How Does Loud Noise Cause Hearing Loss?
Noise can damage hair cells, membranes, nerves, or other parts of your ear, causing temporary or permanent hearing loss. Learn how this happens so that you can prevent hearing loss.
Hearing loss is a decrease in your ability to hear or understand speech and sounds around you. Hearing loss can happen when any part of the ear or the nerves that carry information on sounds to your brain do not work in the usual way. In some cases, hearing loss can be temporary. However, it can become permanent when vital parts of the ear have been damaged beyond repair. Damage to any part of the ear can lead to hearing loss.
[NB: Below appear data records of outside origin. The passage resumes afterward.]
//! The page capability the lookup pipeline drives.
//!
//! A [`PageSession`] is one open page: it navigates, finds elements and reads
//! their text. Drivers in [`crate::driver`] implement it over a real browser or
//! a plain HTTP fetch.

use std::time::Duration;

use async_trait::async_trait;

use crate::error::DriverError;

/// Outcome of a bounded wait for an element.
#[derive(Debug, Clone, PartialEq, Eq)]
pub enum Lookup<E> {
    Found(E),
    TimedOut,
}

impl<E> Lookup<E> {
    pub fn found(self) -> Option<E> {
        match self {
            Lookup::Found(element) => Some(element),
            Lookup::TimedOut => None,
        }
    }
}

#[async_trait]
pub trait PageSession: Send + Sync {
    /// Handle to an element of the loaded page.
    type Element: Send + Sync;

    /// Loads `url`. A non-success response is [`DriverError::Status`].
    async fn navigate(&mut self, url: &str) -> Result<(), DriverError>;

    /// First element matching `selector`, without waiting.
    async fn query_selector(&self, selector: &str) -> Result<Option<Self::Element>, DriverError>;

    /// Waits up to `timeout` for `selector` to appear.
    async fn wait_for_selector(
        &self,
        selector: &str,
        timeout: Duration,
    ) -> Result<Lookup<Self::Element>, DriverError>;

    /// First descendant of `scope` matching `selector`.
    async fn find_in(
        &self,
        scope: &Self::Element,
        selector: &str,
    ) -> Result<Option<Self::Element>, DriverError>;

    async fn read_text(&self, element: &Self::Element) -> Result<String, DriverError>;

    async fn inner_html(&self, element: &Self::Element) -> Result<String, DriverError>;

    /// Releases the page and whatever backs it.
    async fn close(&mut self) -> Result<(), DriverError>;
}
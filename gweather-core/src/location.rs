//! Cleaning of the location text scraped next to the weather widget.
//!
//! The heading arrives in many shapes depending on locale and on which element
//! it was read from: `"Resultados para Madrid, España"`,
//! `"Tokyo Weather - 14 Day Forecast"`, `"Météo à Paris | 7 Day Forecast"`.
//! [`clean_location`] runs the [`CleaningStep`]s in [`CleaningStep::ORDER`];
//! each step receives the previous one's output and never empties it.

use std::sync::LazyLock;

use regex::Regex;
use tracing::trace;

/// "Results for" headings, matched at the start of the text.
const RESULTS_PREFIXES: &[&str] = &[
    "Resultados para ",
    "Results for ",
    "Résultats pour ",
    "Ergebnisse für ",
    "Risultati per ",
];

static DECORATIVE_SUFFIXES: LazyLock<Vec<Regex>> = LazyLock::new(|| {
    [
        // any pipe-delimited tail: "| 7 Day Forecast", "| Pronóstico"
        r"\s*\|.*$",
        // "- 14 Day Forecast", "– 10 días"
        r"(?i)\s+[-–—]\s+\d+[\s-]*(?:day|days|días|dias|jours|tage|giorni)\b.*$",
        r"(?i)\s+(?:hourly|por\s+horas|horaire|heure\s+par\s+heure|stündlich|orario)$",
        r"(?i)\s+(?:forecast|pronóstico|pronostico|prévisions|vorhersage|previsioni|previsão)$",
        r"(?i)\s+(?:weather|clima|tiempo|météo|meteo|wetter|tempo)$",
    ]
    .into_iter()
    .map(|pattern| Regex::new(pattern).expect("decorative suffix pattern is valid"))
    .collect()
});

static WEATHER_PHRASE: LazyLock<Regex> = LazyLock::new(|| {
    Regex::new(
        r"(?i)^(?:weather\s+(?:in|for)|clima\s+(?:en|de)|(?:el\s+)?tiempo\s+en|météo\s+(?:à|a|de|pour)|meteo\s+(?:a|di)|wetter\s+(?:in|für)|previsão\s+do\s+tempo\s+(?:em|para)|tempo\s+em)\s+(\S.*)$",
    )
    .expect("weather phrase pattern is valid")
});

static REGION_DASH: LazyLock<Regex> =
    LazyLock::new(|| Regex::new(r"\s+[-–—]\s+").expect("region dash pattern is valid"));

/// One stage of location cleaning.
#[derive(Debug, Clone, Copy, PartialEq, Eq)]
pub enum CleaningStep {
    /// Drops a leading "Results for " style phrase.
    StripResultsPrefix,
    /// Drops hourly/forecast/pipe tails and a trailing "Weather" word, repeatedly.
    StripDecorativeSuffix,
    /// Drops a leading "Weather in " style phrase when a city follows.
    StripWeatherPhrase,
    /// Cuts at the first comma or spaced dash, keeping the city.
    TruncateRegion,
    CollapseWhitespace,
}

impl CleaningStep {
    pub const ORDER: [CleaningStep; 5] = [
        CleaningStep::StripResultsPrefix,
        CleaningStep::StripDecorativeSuffix,
        CleaningStep::StripWeatherPhrase,
        CleaningStep::TruncateRegion,
        CleaningStep::CollapseWhitespace,
    ];

    pub fn apply(self, input: &str) -> String {
        let input = input.trim();
        let output = match self {
            CleaningStep::StripResultsPrefix => strip_results_prefix(input),
            CleaningStep::StripDecorativeSuffix => strip_decorative_suffix(input),
            CleaningStep::StripWeatherPhrase => strip_weather_phrase(input),
            CleaningStep::TruncateRegion => truncate_region(input),
            CleaningStep::CollapseWhitespace => collapse_whitespace(input),
        };

        if output.is_empty() {
            input.to_string()
        } else {
            output
        }
    }
}

/// Reduces a scraped location heading to the city name.
///
/// ```
/// use gweather_core::clean_location;
///
/// assert_eq!(clean_location("Weather in New York Hourly"), "New York");
/// assert_eq!(clean_location("Buenos Aires, Argentina"), "Buenos Aires");
/// ```
pub fn clean_location(raw: &str) -> String {
    let mut text = raw.trim().to_string();
    for step in CleaningStep::ORDER {
        let next = step.apply(&text);
        if next != text {
            trace!(?step, before = %text, after = %next, "location cleaning step");
        }
        text = next;
    }
    text
}

fn strip_results_prefix(input: &str) -> String {
    RESULTS_PREFIXES
        .iter()
        .find_map(|prefix| input.strip_prefix(prefix))
        .unwrap_or(input)
        .trim()
        .to_string()
}

fn strip_decorative_suffix(input: &str) -> String {
    // only the text after a leading "Weather in" phrase can carry tails
    match WEATHER_PHRASE.captures(input).and_then(|caps| caps.get(1)) {
        Some(city) => {
            let (phrase, rest) = input.split_at(city.start());
            format!("{phrase}{}", strip_tails(rest))
        }
        None => strip_tails(input),
    }
}

fn strip_tails(input: &str) -> String {
    let mut text = input.to_string();
    loop {
        let stripped = DECORATIVE_SUFFIXES.iter().find_map(|pattern| {
            let candidate = pattern.replace(&text, "");
            let candidate = candidate.trim();
            (candidate.len() < text.len() && !candidate.is_empty())
                .then(|| candidate.to_string())
        });

        match stripped {
            Some(next) => text = next,
            None => return text,
        }
    }
}

fn strip_weather_phrase(input: &str) -> String {
    WEATHER_PHRASE
        .captures(input)
        .and_then(|caps| caps.get(1))
        .map_or(input, |city| city.as_str())
        .trim()
        .to_string()
}

fn truncate_region(input: &str) -> String {
    let cut = match input.find(',') {
        Some(idx) => &input[..idx],
        None => match REGION_DASH.find(input) {
            Some(m) => &input[..m.start()],
            None => input,
        },
    };
    cut.trim().to_string()
}

fn collapse_whitespace(input: &str) -> String {
    input.split_whitespace().collect::<Vec<_>>().join(" ")
}

#[cfg(test)]
mod tests {
    use super::*;

    #[test]
    fn strips_titles_and_forecast_tails() {
        let cases = [
            ("Weather in New York Hourly", "New York"),
            ("Météo à Paris | 7 Day Forecast", "Paris"),
            ("Tokyo Weather - 14 Day Forecast", "Tokyo"),
            ("Clima en Buenos Aires | Pronóstico", "Buenos Aires"),
        ];
        for (input, expected) in cases {
            assert_eq!(clean_location(input), expected, "{input}");
        }
    }

    #[test]
    fn drops_region_and_country_fragments() {
        let cases = [
            ("Buenos Aires, Argentina", "Buenos Aires"),
            ("Weather in New York, NY", "New York"),
            ("Météo à Paris, France", "Paris"),
            ("Wetter in Berlin - Deutschland", "Berlin"),
            ("Resultados para Madrid, España", "Madrid"),
            ("Results for Tokyo, Japan", "Tokyo"),
        ];
        for (input, expected) in cases {
            assert_eq!(clean_location(input), expected, "{input}");
        }
    }

    #[test]
    fn keeps_hyphenated_and_multi_word_cities() {
        assert_eq!(clean_location("Stratford-upon-Avon, UK"), "Stratford-upon-Avon");
        assert_eq!(clean_location("  San   Carlos de  Bariloche "), "San Carlos de Bariloche");
        assert_eq!(clean_location("Buenos Aires"), "Buenos Aires");
    }

    #[test]
    fn never_strips_the_whole_text() {
        assert_eq!(clean_location("Weather"), "Weather");
        assert_eq!(clean_location("Hourly"), "Hourly");
        assert_eq!(clean_location("Weather in"), "Weather in");
        assert_eq!(clean_location("   "), "");
    }

    #[test]
    fn suffix_runs_before_weather_phrase() {
        // the tail goes first, then the phrase
        assert_eq!(CleaningStep::ORDER[1], CleaningStep::StripDecorativeSuffix);
        assert_eq!(CleaningStep::ORDER[2], CleaningStep::StripWeatherPhrase);
        assert_eq!(
            CleaningStep::StripDecorativeSuffix.apply("Weather in New York Hourly"),
            "Weather in New York"
        );
        assert_eq!(CleaningStep::StripWeatherPhrase.apply("Weather in New York"), "New York");
    }

    #[test]
    fn city_named_like_a_weather_word_survives() {
        let cases = [
            ("Weather in Wetter Hourly", "Wetter"),
            ("Weather in Tempo", "Tempo"),
            ("Météo à Meteo | 7 Day Forecast", "Meteo"),
            ("Clima en Tiempo, Chile", "Tiempo"),
        ];
        for (input, expected) in cases {
            assert_eq!(clean_location(input), expected, "{input}");
        }
    }

    #[test]
    fn each_step_is_a_no_op_on_a_bare_city() {
        for step in CleaningStep::ORDER {
            assert_eq!(step.apply("Berlin"), "Berlin", "{step:?}");
        }
    }
}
Loud noise is particularly harmful to the inner ear (cochlea). A one-time exposure to extreme loud sound or listening to loud sounds for a long time can cause hearing loss. Loud noise can damage cells and membranes in the cochlea. Listening to loud noise for a long time can overwork hair cells in the ear, which can cause these cells to die. The hearing loss progresses as long as the exposure continues. Harmful effects might continue even after noise exposure has stopped. Damage to the inner ear or auditory neural system is generally permanent.
The average person is born with about 16,000 hair cells within their cochlea. These cells allow your brain to detect sounds. Up to 30% to 50% of hair cells can be damaged or destroyed before changes in your hearing can be measured by a hearing test. By the time you notice hearing loss, many hair cells have been destroyed and cannot be repaired.
After leaving a very loud event, such as a concert or football game, you may notice that you don’t hear as well as before. You might not hear whispers, sound might seem muffled, or you may hear ringing in your ears. Normal hearing usually returns within a few hours to a few days. This is because the hair cells, similar to blades of grass, will bend more if the sound is louder. But they will become straight again after a recovery period.
However, if loud noise damaged too many of the hair cells, some of them will die. Repeated exposures to loud noises will eventually destroy many hair cells. This can gradually reduce your ability to understand speech in noisy environments. Eventually, if hearing loss continues, it can become hard to understand speech even in quieter places.
In addition to damaging hair cells, noise can also damage the auditory nerve that carries information about sounds to your brain. Early damage may not show up on your hearing test, but can create a ‘hidden hearing loss’ that may make it difficult for you to understand speech in noisy environments. The cumulative effect of noise affects how well you might hear later in life and how quickly you might develop hearing problems, even after exposure has stopped.
We hear sound because of vibrations (sound waves) that reach our ears. We recognize those vibrations as speech, music, or other sounds.
The outer ear—the part of the ear you see—funnels sound waves into the ear canal. The sound waves travel through the ear canal to reach the eardrum.
The eardrum vibrates from the incoming sound waves and sends these vibrations to three tiny bones in the middle ear. These bones amplify, or increase, the sound vibrations and send them to the inner ear.
The inner ear contains a snail-shaped structure filled with fluid called the cochlea. Sound vibrations create waves in the cochlear fluids. As the waves peak, they cause tiny hair cells (types of receptors that can detect sound) to bend, which converts the vibrations into electrical signals.
The auditory nerve carries the electrical signals from the inner ear to the brain, which interprets the signals as sound that you recognize and understand.